L'infarctus du myocarde peut présenter une grande variété de complications, en particulier pendant les premiers jours.

Troubles du rythme cardiaque

Les complications les plus fréquentes sont les troubles du rythme cardiaque. Le cœur est un organe contrôlé par un système électrique, ce qui le fait se contracter à chaque battement. Si une blessure causée par un infarctus provoque une altération de ce circuit, il se produit une arythmie cardiaque, où le cœur ne se contracte pas de manière rythmique, ce qui entraîne des conséquences graves au niveau général. Ces arythmies peuvent être d'intensité et de forme différentes. L’un des plus fréquents est l’extrasystole ventriculaire, qui consiste en la présence de battements supplémentaires qui modifient le rythme cardiaque normal. Dans la plupart des cas, ces arythmies ne créent pas de problèmes; le seul danger réside dans leur capacité à provoquer une tachycardie ventriculaire et une fibrillation, où le cœur se contracte de manière si désorganisée que ces arythmies sont mortelles si le traitement ne commence pas immédiatement. adéquate.

Insuffisance mécanique

En raison de la grande surface endommagée par l'infarctus, le muscle cardiaque perd une partie de sa fonction et n'envoie pas assez de sang au reste du corps. Environ 50% de tous les patients présentant un infarctus du myocarde présentent des signes d'insuffisance cardiaque pendant la phase aiguë de l'infarctus (lors de l'attaque douloureuse).

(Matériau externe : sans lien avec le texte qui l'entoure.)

#[cfg(test)]
mod tests {
    use std::path::Path as StdPath;
    use std::time::Duration;

    use anyhow::bail;
    use axum::body::Body;
    use axum::http::Request;
    use ndarray::Array5;
    use tower::{Service, ServiceExt};

    use super::*;
    use crate::config::EnhanceConfig;
    use crate::enhance::PromptEnhancer;
    use crate::export::ExportSettings;
    use crate::generator::VideoGenerator;
    use crate::service::ServiceOptions;

    struct FailingGenerator;

    impl VideoGenerator for FailingGenerator {
        fn generate(&mut self, _request: &GenerationRequest) -> anyhow::Result<Array5<f32>> {
            bail!("no model in tests")
        }

        fn describe(&self) -> String {
            "failing".to_string()
        }
    }

    fn test_state(output_dir: &StdPath) -> AppState {
        let mut config = AppConfig::default();
        config.paths.output_dir = output_dir.to_path_buf();
        config.enhance.api_key = Some("sk-never-serialized-123456".to_string());

        // The enhancer itself is keyless so no test reaches the network.
        let enhancer = PromptEnhancer::new(&EnhanceConfig::default()).unwrap();
        let options = ServiceOptions {
            output_dir: output_dir.to_path_buf(),
            export: ExportSettings::new(8, &config.export),
            tile: 512,
            overlap: 32,
            timeout: Some(Duration::from_secs(5)),
        };
        let service = GenerationService::new(Box::new(FailingGenerator), None, enhancer, options);
        AppState::new(Arc::new(service), config)
    }

    async fn send_request(router: &mut Router, request: Request<Body>) -> Response {
        router
            .as_service()
            .ready()
            .await
            .unwrap()
            .call(request)
            .await
            .unwrap()
    }

    async fn body_json(resp: Response) -> serde_json::Value {
        let body = axum::body::to_bytes(resp.into_body(), usize::MAX)
            .await
            .unwrap();
        serde_json::from_slice(&body).unwrap()
    }

    fn json_post(uri: &str, body: serde_json::Value) -> Request<Body> {
        Request::builder()
            .method("POST")
            .uri(uri)
            .header("content-type", "application/json")
            .body(Body::from(serde_json::to_vec(&body).unwrap()))
            .unwrap()
    }

    fn get(uri: &str) -> Request<Body> {
        Request::builder().uri(uri).body(Body::empty()).unwrap()
    }

    async fn wait_for_terminal(state: &AppState, id: &str) -> JobStatus {
        for _ in 0..100 {
            if let Some(job) = state.jobs().get(id) {
                if job.status.is_terminal() {
                    return job.status;
                }
            }
            tokio::time::sleep(Duration::from_millis(20)).await;
        }
        panic!("job {id} never finished");
    }

    #[tokio::test]
    async fn test_health_endpoint() {
        let temp = tempfile::tempdir().unwrap();
        let mut app = app_router(test_state(temp.path()));

        let resp = send_request(&mut app, get("/api/health")).await;
        assert_eq!(resp.status(), StatusCode::OK);
        let json = body_json(resp).await;
        assert_eq!(json["status"], "ok");
        assert_eq!(json["upscale_enabled"], false);
        assert_eq!(json["enhance_enabled"], false);
    }

    #[tokio::test]
    async fn test_config_endpoint_omits_api_key() {
        let temp = tempfile::tempdir().unwrap();
        let mut app = app_router(test_state(temp.path()));

        let resp = send_request(&mut app, get("/api/config")).await;
        assert_eq!(resp.status(), StatusCode::OK);
        let body = axum::body::to_bytes(resp.into_body(), usize::MAX)
            .await
            .unwrap();
        let text = String::from_utf8(body.to_vec()).unwrap();
        assert!(!text.contains("sk-never-serialized"));
        assert!(!text.contains("api_key"));

        let json: serde_json::Value = serde_json::from_str(&text).unwrap();
        assert_eq!(json["generation"]["default_steps"], 50);
    }

    #[tokio::test]
    async fn test_enhance_without_key_is_passthrough() {
        let temp = tempfile::tempdir().unwrap();
        let mut app = app_router(test_state(temp.path()));

        let prompt = "a koi pond at dusk ";
        let resp = send_request(
            &mut app,
            json_post("/api/enhance", serde_json::json!({ "prompt": prompt })),
        )
        .await;
        assert_eq!(resp.status(), StatusCode::OK);
        let json = body_json(resp).await;
        assert_eq!(json["prompt"], prompt);
        assert_eq!(json["outcome"]["kind"], "disabled");
    }

    #[tokio::test]
    async fn test_enhance_rejects_blank_prompt() {
        let temp = tempfile::tempdir().unwrap();
        let mut app = app_router(test_state(temp.path()));

        let resp = send_request(
            &mut app,
            json_post("/api/enhance", serde_json::json!({ "prompt": "   " })),
        )
        .await;
        assert_eq!(resp.status(), StatusCode::BAD_REQUEST);
    }

    #[tokio::test]
    async fn test_generate_validation_errors() {
        let temp = tempfile::tempdir().unwrap();
        let mut app = app_router(test_state(temp.path()));

        for body in [
            serde_json::json!({ "prompt": "" }),
            serde_json::json!({ "prompt": "ok", "num_inference_steps": 0 }),
            serde_json::json!({ "prompt": "ok", "guidance_scale": -1.0 }),
        ] {
            let resp = send_request(&mut app, json_post("/api/generate", body)).await;
            assert_eq!(resp.status(), StatusCode::BAD_REQUEST);
            let json = body_json(resp).await;
            assert!(json["error"].is_string());
        }
    }

    #[tokio::test]
    async fn test_generate_creates_job_that_fails_without_model() {
        let temp = tempfile::tempdir().unwrap();
        let state = test_state(temp.path());
        let mut app = app_router(state.clone());

        let resp = send_request(
            &mut app,
            json_post("/api/generate", serde_json::json!({ "prompt": "a red kite" })),
        )
        .await;
        assert_eq!(resp.status(), StatusCode::CREATED);
        let json = body_json(resp).await;
        assert_eq!(json["status"], "queued");
        let id = json["id"].as_str().unwrap().to_string();

        assert_eq!(wait_for_terminal(&state, &id).await, JobStatus::Failed);

        let resp = send_request(&mut app, get(&format!("/api/jobs/{id}"))).await;
        assert_eq!(resp.status(), StatusCode::OK);
        let job = body_json(resp).await;
        assert_eq!(job["status"], "failed");
        assert_eq!(job["request"]["num_inference_steps"], 50);
        assert!(job["error"].as_str().unwrap().contains("no model in tests"));

        let resp = send_request(&mut app, get("/api/jobs")).await;
        let list = body_json(resp).await;
        assert_eq!(list.as_array().unwrap().len(), 1);
    }

    #[tokio::test]
    async fn test_unknown_job_returns_404() {
        let temp = tempfile::tempdir().unwrap();
        let mut app = app_router(test_state(temp.path()));

        let resp = send_request(&mut app, get("/api/jobs/does-not-exist")).await;
        assert_eq!(resp.status(), StatusCode::NOT_FOUND);

        let req = Request::builder()
            .method("DELETE")
            .uri("/api/jobs/does-not-exist")
            .body(Body::empty())
            .unwrap();
        let resp = send_request(&mut app, req).await;
        assert_eq!(resp.status(), StatusCode::NOT_FOUND);
    }

    #[tokio::test]
    async fn test_cancel_finished_job_conflicts() {
        let temp = tempfile::tempdir().unwrap();
        let state = test_state(temp.path());
        let mut app = app_router(state.clone());

        let job = state
            .jobs()
            .create(GenerationRequest::new("x", 10, 6.0), false);
        state
            .jobs()
            .finish(&job.id, Err(anyhow::anyhow!("failed early")));

        let req = Request::builder()
            .method("DELETE")
            .uri(format!("/api/jobs/{}", job.id))
            .body(Body::empty())
            .unwrap();
        let resp = send_request(&mut app, req).await;
        assert_eq!(resp.status(), StatusCode::CONFLICT);
    }

    #[tokio::test]
    async fn test_cancel_queued_job() {
        let temp = tempfile::tempdir().unwrap();
        let state = test_state(temp.path());
        let mut app = app_router(state.clone());

        let job = state
            .jobs()
            .create(GenerationRequest::new("x", 10, 6.0), false);
        let req = Request::builder()
            .method("DELETE")
            .uri(format!("/api/jobs/{}", job.id))
            .body(Body::empty())
            .unwrap();
        let resp = send_request(&mut app, req).await;
        assert_eq!(resp.status(), StatusCode::OK);
        assert_eq!(body_json(resp).await["status"], "cancelled");
        assert!(job.cancel_token.is_cancelled());
        assert_eq!(state.cancel_all_jobs(), 0);
    }

    #[tokio::test]
    async fn test_unknown_api_route_is_json_404() {
        let temp = tempfile::tempdir().unwrap();
        let mut app = app_router(test_state(temp.path()));

        let resp = send_request(&mut app, get("/api/nope")).await;
        assert_eq!(resp.status(), StatusCode::NOT_FOUND);
        let json = body_json(resp).await;
        assert_eq!(json["error"], "api endpoint not found: /api/nope");
    }

    #[tokio::test]
    async fn test_outputs_are_served_from_output_dir() {
        let temp = tempfile::tempdir().unwrap();
        std::fs::write(temp.path().join("20240309_140507.gif"), b"GIF89a").unwrap();
        let mut app = app_router(test_state(temp.path()));

        let resp = send_request(&mut app, get("/outputs/20240309_140507.gif")).await;
        assert_eq!(resp.status(), StatusCode::OK);
        let body = axum::body::to_bytes(resp.into_body(), usize::MAX)
            .await
            .unwrap();
        assert_eq!(&body[..], b"GIF89a");
    }

    #[tokio::test]
    async fn test_root_serves_embedded_index() {
        let temp = tempfile::tempdir().unwrap();
        let mut app = app_router(test_state(temp.path()));

        let resp = send_request(&mut app, get("/")).await;
        assert_eq!(resp.status(), StatusCode::OK);
        let body = axum::body::to_bytes(resp.into_body(), usize::MAX)
            .await
            .unwrap();
        let html = String::from_utf8_lossy(&body);
        assert!(html.contains("Generate Video"));
    }
}
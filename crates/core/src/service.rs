//! Owns the loaded models and runs the generate → upscale → export pipeline.

use std::path::{Path, PathBuf};
use std::sync::{Arc, Mutex};
use std::time::{Duration, Instant};

use anyhow::{anyhow, bail, Context, Result};
use ndarray::Array5;
use serde::{Deserialize, Serialize};
use tokio::sync::{OwnedSemaphorePermit, Semaphore};
use tokio_util::sync::CancellationToken;
use tracing::{info, warn};

use crate::config::AppConfig;
use crate::enhance::{EnhanceOutcome, PromptEnhancer};
use crate::export::{export_video, ExportSettings, ExportedVideo};
use crate::generator::{GenerationRequest, OnnxVideoGenerator, VideoGenerator};
use crate::progress::ProgressReporter;
use crate::upscale::{upscale_steps, UpscaleModel, UpscaleModelConfig};

#[derive(Debug, Clone, Copy, PartialEq, Eq, Serialize, Deserialize)]
#[serde(rename_all = "snake_case")]
pub enum GenerationPhase {
    Generating,
    Upscaling,
    Encoding,
}

#[derive(Debug, Clone, Copy, PartialEq, Eq, Serialize)]
pub struct GenerationProgress {
    pub phase: GenerationPhase,
    pub current: u64,
    pub total: u64,
}

pub type ProgressSink = Arc<dyn Fn(GenerationProgress) + Send + Sync>;

pub fn discard_progress() -> ProgressSink {
    Arc::new(|_| {})
}

#[derive(Debug, Clone, Serialize)]
pub struct GenerationOutput {
    /// The prompt the model actually saw.
    pub prompt: String,
    #[serde(skip_serializing_if = "Option::is_none")]
    pub enhancement: Option<EnhanceOutcome>,
    pub video: ExportedVideo,
    pub upscaled: bool,
    pub elapsed_ms: u64,
}

#[derive(Debug, Clone)]
pub struct ServiceOptions {
    pub output_dir: PathBuf,
    pub export: ExportSettings,
    pub tile: usize,
    pub overlap: usize,
    /// `None` disables the per-request deadline.
    pub timeout: Option<Duration>,
}

impl ServiceOptions {
    pub fn from_config(config: &AppConfig) -> Self {
        let timeout = config.generation.timeout();
        Self {
            output_dir: config.paths.output_dir.clone(),
            export: ExportSettings::new(config.generation.fps, &config.export),
            tile: config.upscale.tile,
            overlap: config.upscale.overlap,
            timeout: (!timeout.is_zero()).then_some(timeout),
        }
    }
}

La présence d'une insuffisance cardiaque implique une moins bonne évolution du patient et le degré d'insuffisance existant est directement lié à la mortalité. La forme la plus grave de cette image est appelée choc cardiogénique, dont la mortalité atteint 80 à 90% malgré le traitement.

Autres complications

En conséquence de l’infarctus, les situations suivantes peuvent également se produire, bien que moins fréquemment: une rupture cardiaque, un anévrisme ventriculaire (dilatation d’une zone du cœur qui provoque un dysfonctionnement du cœur), une thromboembolie pulmonaire (un caillot sanguin le sang qui se rend au poumon, où il empêche l'arrivée du sang) ou la péricardite (inflammation de la couverture cardiaque).

Risque à long terme

Les patients ayant subi un infarctus du myocarde présentent un risque plus élevé que le reste de la population d'avoir un nouvel épisode dans le futur.

Certains facteurs détermineront l'évolution à long terme de ces patients, tels que la gravité de la lésion coronaire, la capacité du ventricule cardiaque laissé après l'infarctus et la présence d'arythmies graves.

L'un des principaux objectifs du traitement de ces patients sera de prévenir de nouvelles crises cardiaques. Pour cela, il est nécessaire de savoir quel est le risque présenté par chaque patient. En ce sens, le test de résistance ou l'ergométrie joue un rôle important, car il permet de savoir si le muscle cardiaque fonctionne correctement, s'il reçoit l'apport sanguin nécessaire et de déterminer l'ampleur de la maladie coronarienne. Le test consiste à placer des électrodes sur différents points de la poitrine, puis à demander au patient de marcher sur un ruban isolant lors de la réalisation d'un électrocardiogramme. Ainsi, au fur et à mesure que l'intensité de l'exercice augmente, la consommation d'oxygène augmente, ce qui permet de savoir comment le cœur réagit.

Chez les patients chez lesquels des données indiquant une évolution médiocre sont disponibles, l'étude sera poursuivie par cathétérisme.

Conséquence et complications de l'infarctus du myocarde (crise cardiaque): Post-infractus (Août 2019).